- Directed by: Gunther von Fritsch
- Written by: Herbert Morgan
- Produced by: Herbert Morgan
- Starring: Charles Reineke; Ben Hall (uncredited); Ralph Montgomery (uncredited);
- Narrated by: Charles Reineke
- Cinematography: Floyd Crosby
- Music by: William Lava
- Distributed by: MGM
- Release date: August 31, 1946;
- Running time: 19 minutes
- Country: United States
- Language: English

= Traffic with the Devil =

1946 film

Traffic with the Devil is a 1946 American short drama-documentary film about traffic problems in Los Angeles, directed by Gunther von Fritsch. It was written by Herbert Morgan and produced in cooperation with the Associated Press as part of MGM's Theatre of Life series.

==Plot summary==
Motorcycle cop Sgt. Charles Reineke of the L.A. Police Department links and narrates a collection of dramatised and real-life incidents to highlight the dangers of driving in the Los Angeles area.

==Cast==
- Charles Reineke as narrator (as Police Sgt. Charles Reineke)
- Ben Hall as out-of-gas motorist (uncredited)
- Ralph Montgomery as motorist (uncredited)
- Eva Puig as driver of Ford Deluxe convertible (uncredited)
- Jason Robards Sr. as irate motorist(uncredited)
- Ray Spiker as irate motorist, honking horn (uncredited)

== Reception ==
The Hollywood Reporter wrote: "Attempting to adapt techniques of wartime training films to civilian educational use, MGM's two-reel 'fact-film' in the Theatre of Life series, Traffic with the Devil is a worthy effort in the right direction which unfortunately becomes entangled at times in the traffic of unfolding. ... Utilizing Sgt. Charles Reineke of the L.A. police department in his rounds as a connecting link, the two-reeler often blends with easy good humor the day-to-day relations of a motorcycle cop with motorists. Credit a job well begun in public-interest filmizations by writer-producer Herbert Morgan and director Gunther Fritsch."

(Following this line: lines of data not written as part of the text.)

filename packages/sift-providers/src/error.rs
pub type Result<T, E = Error> = std::result::Result<T, E>;

#[derive(Debug, thiserror::Error)]
pub enum Error {
	#[error(transparent)]
	Reqwest(#[from] reqwest::Error),
	#[error(transparent)]
	SerdeJson(#[from] serde_json::Error),
	#[error(transparent)]
	InvalidHeaderName(#[from] reqwest::header::InvalidHeaderName),
	#[error(transparent)]
	InvalidHeaderValue(#[from] reqwest::header::InvalidHeaderValue),
	#[error("{message}")]
	InvalidConfig { message: String },
	#[error("{message}")]
	InvalidResponse { message: String },
}
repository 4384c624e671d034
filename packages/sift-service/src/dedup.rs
use sift_domain::{Document, similarity::TextSignature};

/// Drops near-duplicate documents, keeping the higher-scored copy.
///
/// Documents are visited in descending score order (stable). A candidate whose combined
/// word/trigram similarity to any accepted document reaches `threshold` is discarded.
/// Documents without content pass through at their sorted position and are never compared.
pub fn deduplicate(mut docs: Vec<Document>, threshold: f32) -> Vec<Document> {
	docs.sort_by(|a, b| crate::cmp_f32_desc(a.score_or_zero(), b.score_or_zero()));

	let mut accepted: Vec<TextSignature> = Vec::new();
	let mut out = Vec::with_capacity(docs.len());

	for doc in docs {
		let Some(content) = doc.content() else {
			out.push(doc);

			continue;
		};
		let signature = TextSignature::new(content);

		if accepted.iter().any(|seen| seen.similarity(&signature) >= threshold) {
			tracing::debug!(source = %doc.source, "Dropped near-duplicate document.");

			continue;
		}

		accepted.push(signature);
		out.push(doc);
	}

	out
}
use std::{
	fs,
	path::{Path, PathBuf},
};

use clap::{Parser, Subcommand};
use serde::Deserialize;
use serde_json::Value;
use tracing_subscriber::EnvFilter;

use sift_domain::Document;
use sift_service::{EnhanceOptions, OptimizeOptions, PrepareRequest, ReorderStrategy, SiftService};

#[derive(Debug, Parser)]
#[command(
	version = sift_cli::VERSION,
	rename_all = "kebab",
	styles = sift_cli::styles(),
)]
pub struct Args {
	#[arg(long, short = 'c', value_name = "FILE")]
	pub config: PathBuf,
	#[command(subcommand)]
	pub command: Command,
}

#[derive(Debug, Subcommand)]
pub enum Command {
	/// Fuse the vector ranking with a lexical ranking.
	Search {
		#[command(flatten)]
		input: QueryInput,
		/// Boost documents containing this keyword. Repeatable.
		#[arg(long = "keyword", value_name = "WORD")]
		keywords: Vec<String>,
		#[arg(long, value_name = "N")]
		top_k: Option<usize>,
	},
	/// Deduplicate, cap, score, and reorder documents.
	Optimize {
		#[command(flatten)]
		input: QueryInput,
		#[arg(long)]
		no_dedupe: bool,
		/// Condense each document to its most relevant sentences.
		#[arg(long)]
		extract: bool,
		#[arg(long)]
		no_reorder: bool,
		#[arg(long, value_name = "N")]
		max_docs: Option<u32>,
	},
	/// Run the full preparation pipeline.
	Prepare {
		#[command(flatten)]
		input: QueryInput,
		#[arg(long = "keyword", value_name = "WORD")]
		keywords: Vec<String>,
		/// Ask the generator for additional boost keywords.
		#[arg(long)]
		enhance_keywords: bool,
		#[arg(long)]
		no_dedupe: bool,
		#[arg(long)]
		extract: bool,
		#[arg(long, value_name = "N")]
		max_docs: Option<u32>,
		/// One of best_first, best_last, or lost_in_middle.
		#[arg(long, value_name = "NAME")]
		strategy: Option<String>,
	},
	/// Generate query variations, a hypothetical passage, and keywords.
	Enhance {
		#[arg(long, short = 'q')]
		query: String,
		#[arg(long)]
		domain: Option<String>,
		#[arg(long)]
		no_multi_query: bool,
		#[arg(long)]
		no_hyde: bool,
		#[arg(long)]
		no_keywords: bool,
	},
}

#[derive(Debug, clap::Args)]
pub struct QueryInput {
	#[arg(long, short = 'q')]
	pub query: String,
	/// JSON array of documents, or an object with a `documents` array.
	#[arg(long, short = 'd', value_name = "FILE")]
	pub documents: PathBuf,
}

#[derive(Debug, Deserialize)]
#[serde(untagged)]
enum DocumentsFile {
	List(Vec<Document>),
	Wrapped { documents: Vec<Document> },
}

pub async fn run(args: Args) -> color_eyre::Result<()> {
	let config = sift_config::load(&args.config)?;
	let filter = EnvFilter::new(config.service.log_level.clone());

	tracing_subscriber::fmt().with_env_filter(filter).with_writer(std::io::stderr).init();

	let service = SiftService::new(config);
	let output = execute(&service, args.command).await?;
	let json = serde_json::to_string_pretty(&output)?;

	println!("{json}");

	Ok(())
}

async fn execute(service: &SiftService, command: Command) -> color_eyre::Result<Value> {
	let output = match command {
		Command::Search { input, keywords, top_k } => {
			let documents = load_documents(&input.documents)?;
			let top_k = top_k.unwrap_or(service.cfg.context.max_docs as usize);

			serde_json::to_value(service.search(&input.query, documents, &keywords, top_k))?
		},
		Command::Optimize { input, no_dedupe, extract, no_reorder, max_docs } => {
			let documents = load_documents(&input.documents)?;
			let mut options = OptimizeOptions::from_config(&service.cfg.context);

			options.dedupe = !no_dedupe;
			options.extract_relevant = extract;
			options.reorder = !no_reorder;

			if let Some(max_docs) = max_docs {
				options.max_docs = max_docs as usize;
			}

			serde_json::to_value(service.optimize(&input.query, documents, options).await)?
		},
		Command::Prepare {
			input,
			keywords,
			enhance_keywords,
			no_dedupe,
			extract,
			max_docs,
			strategy,
		} => {
			let documents = load_documents(&input.documents)?;
			let mut req = PrepareRequest::new(input.query, documents);

			req.keywords = keywords;
			req.extract_keywords = enhance_keywords;
			req.dedupe = !no_dedupe;
			req.extract_relevant = extract;
			req.max_docs = max_docs;
			req.reorder_strategy =
				strategy.as_deref().map(str::parse::<ReorderStrategy>).transpose()?;

			serde_json::to_value(service.prepare(req).await)?
		},
		Command::Enhance { query, domain, no_multi_query, no_hyde, no_keywords } => {
			let options = EnhanceOptions {
				multi_query: !no_multi_query,
				hyde: !no_hyde,
				keywords: !no_keywords,
			};

			serde_json::to_value(service.enhance(&query, domain.as_deref(), options).await)?
		},
	};

	Ok(output)
}

fn load_documents(path: &Path) -> color_eyre::Result<Vec<Document>> {
	let raw = fs::read_to_string(path)?;
	let documents = parse_documents(&raw)?;

	tracing::debug!(path = %path.display(), documents = documents.len(), "Loaded documents.");

	Ok(documents)
}

fn parse_documents(raw: &str) -> serde_json::Result<Vec<Document>> {
	Ok(match serde_json::from_str(raw)? {
		DocumentsFile::List(documents) | DocumentsFile::Wrapped { documents } => documents,
	})
}

#[cfg(test)]
mod tests {
	use clap::CommandFactory;

	use super::*;

	#[test]
	fn cli_definition_is_valid() {
		Args::command().debug_assert();
	}

	#[test]
	fn parses_plain_and_wrapped_document_files() {
		let plain = parse_documents(r#"[{ "content": "a", "score": 0.5 }]"#).expect("plain");
		let wrapped = parse_documents(r#"{ "documents": [{ "metadata": { "content": "b" } }] }"#)
			.expect("wrapped");

		assert_eq!(plain[0].content(), Some("a"));
		assert_eq!(wrapped[0].content(), Some("b"));
		assert!(parse_documents(r#"{ "items": [] }"#).is_err());
	}

	#[test]
	fn parses_prepare_flags() {
		let args = Args::try_parse_from([
			"sift",
			"--config",
			"sift.toml",
			"prepare",
			"--query",
			"CVD 공정",
			"--documents",
			"docs.json",
			"--keyword",
			"cvd",
			"--keyword",
			"증착",
			"--strategy",
			"best_last",
		])
		.expect("Failed to parse args.");

		let Command::Prepare { keywords, strategy, enhance_keywords, .. } = args.command else {
			panic!("Expected prepare command.");
		};

		assert_eq!(keywords, vec!["cvd", "증착"]);
		assert_eq!(strategy.as_deref(), Some("best_last"));
		assert!(!enhance_keywords);
	}
}
use serde::Deserialize;
use serde_json::Value;

use sift_config::ContextWindow;
use sift_domain::Document;
use sift_providers::chat::ChatRequest;

use crate::{
	SiftService, dedup, relevance,
	reorder::{self, ReorderStrategy},
};

/// Replies containing one of these markers mean the generator found nothing relevant.
const NO_RELEVANT_CONTENT_MARKERS: [&str; 2] = ["NO_RELEVANT_CONTENT", "관련 내용 없음"];
const NO_RELEVANT_CONTENT_CHARS: usize = 500;
const EXTRACT_TEMPERATURE: f32 = 0.1;
const EXTRACT_MAX_TOKENS: u32 = 500;

#[derive(Clone, Copy, Debug, PartialEq, Eq, Deserialize)]
pub struct OptimizeOptions {
	pub dedupe: bool,
	pub extract_relevant: bool,
	pub reorder: bool,
	pub max_docs: usize,
}
impl OptimizeOptions {
	pub fn from_config(cfg: &ContextWindow) -> Self {
		Self {
			dedupe: true,
			extract_relevant: false,
			reorder: true,
			max_docs: cfg.max_docs as usize,
		}
	}
}

impl SiftService {
	/// Deduplicate, cap, optionally condense, score, and optionally reorder `docs`.
	pub async fn optimize(
		&self,
		query: &str,
		docs: Vec<Document>,
		options: OptimizeOptions,
	) -> Vec<Document> {
		if docs.is_empty() {
			return Vec::new();
		}

		let input = docs.len();
		let mut docs = if options.dedupe {
			dedup::deduplicate(docs, self.cfg.dedup.similarity_threshold)
		} else {
			docs
		};
		let deduplicated = docs.len();

		docs.truncate(options.max_docs);

		if options.extract_relevant {
			self.extract_relevant(query, &mut docs).await;
		}

		relevance::score_relevance(query, &mut docs);

		if options.reorder {
			docs = reorder::reorder(docs, ReorderStrategy::LostInMiddle);
		}

		tracing::info!(input, deduplicated, output = docs.len(), "Context optimized.");

		docs
	}

	/// Replaces each document's content with the sentences most relevant to `query`.
	///
	/// Skipped when no generator is configured. The previous content is kept under
	/// `metadata.original_content`.
	pub(crate) async fn extract_relevant(&self, query: &str, docs: &mut [Document]) {
		if self.cfg.providers.llm.is_none() {
			tracing::debug!("No LLM provider configured. Skipping relevant-sentence extraction.");

			return;
		}

		for doc in docs.iter_mut() {
			let Some(content) = doc.content().map(str::to_string) else {
				continue;
			};
			let extracted = self.extract_relevant_sentences(query, &content).await;

			doc.metadata.insert("original_content".to_string(), Value::String(content));
			doc.set_content(extracted);
		}
	}

	/// Falls back to a truncated excerpt whenever the generator fails.
	pub async fn extract_relevant_sentences(&self, query: &str, content: &str) -> String {
		let cfg = &self.cfg.context;
		let request = build_extract_request(
			query,
			truncate_chars(content, cfg.extract_input_chars as usize),
			cfg.max_sentences,
		);

		match self.generate_text(&request, "extract_relevant").await {
			Some(extracted)
				if NO_RELEVANT_CONTENT_MARKERS.iter().any(|marker| extracted.contains(marker)) =>
				truncate_chars(content, NO_RELEVANT_CONTENT_CHARS).to_string(),
			Some(extracted) => extracted,
			None => truncate_chars(content, cfg.fallback_chars as usize).to_string(),
		}
	}
}

pub fn build_extract_request(query: &str, content: &str, max_sentences: u32) -> ChatRequest {
	let prompt = format!(
		"Extract only the sentences from the document below that are most relevant to the question.\n\n\
Question: {query}\n\n\
Document:\n{content}\n\n\
Rules:\n\
1. Extract at most {max_sentences} sentences.\n\
2. Order them from most to least relevant.\n\
3. Return only the extracted sentences, without explanations.\n\
4. If nothing is relevant, return exactly {marker}.\n\n\
Relevant sentences:",
		marker = NO_RELEVANT_CONTENT_MARKERS[0],
	);

	ChatRequest::user(prompt)
		.with_temperature(EXTRACT_TEMPERATURE)
		.with_max_tokens(EXTRACT_MAX_TOKENS)
}

/// Prefix of `text` holding at most `max_chars` characters.
pub fn truncate_chars(text: &str, max_chars: usize) -> &str {
	match text.char_indices().nth(max_chars) {
		Some((idx, _)) => &text[..idx],
		None => text,
	}
}
use std::collections::HashSet;

/// Lowercased whitespace-split word set.
pub fn word_set(text: &str) -> HashSet<String> {
	text.to_lowercase().split_whitespace().map(str::to_string).collect()
}

/// Overlapping character n-grams of the lowercased text, whitespace included.
pub fn char_ngrams(text: &str, n: usize) -> HashSet<String> {
	let chars: Vec<char> = text.to_lowercase().chars().collect();

	if n == 0 || chars.len() < n {
		return HashSet::new();
	}

	chars.windows(n).map(|window| window.iter().collect()).collect()
}

/// Jaccard index of two sets. Either side being empty yields 0.
pub fn jaccard(left: &HashSet<String>, right: &HashSet<String>) -> f32 {
	if left.is_empty() || right.is_empty() {
		return 0.0;
	}

	let intersection = left.intersection(right).count();
	let union = left.len() + right.len() - intersection;

	intersection as f32 / union as f32
}

/// Precomputed word and trigram sets for repeated pairwise comparison.
#[derive(Clone, Debug)]
pub struct TextSignature {
	words: HashSet<String>,
	trigrams: HashSet<String>,
}
impl TextSignature {
	pub fn new(text: &str) -> Self {
		Self { words: word_set(text), trigrams: char_ngrams(text, 3) }
	}

	/// Mean of word-level and trigram-level Jaccard similarity, in `0.0..=1.0`.
	pub fn similarity(&self, other: &Self) -> f32 {
		(jaccard(&self.words, &other.words) + jaccard(&self.trigrams, &other.trigrams)) / 2.0
	}
}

The Monthly Film Bulletin wrote: "We are shown a speed-cop with a motor-bicycle on the watch. He explains that his search is not purely for delinquents, although he is regarded as everyone's enemy: he is also ready to assist with advice and warning. He cautions a young man whose mascot is the devil. His warning, however, is entirely disregarded and later we see the remains of a car and later still the young man again, who shows signs of having suffered severe injuries. There are close-ups of the various types of driver and the mistakes to which each is prone. We are also shown the results of various types of accident."

== Accolades ==
The film was nominated for an Academy Award for Best Documentary Short.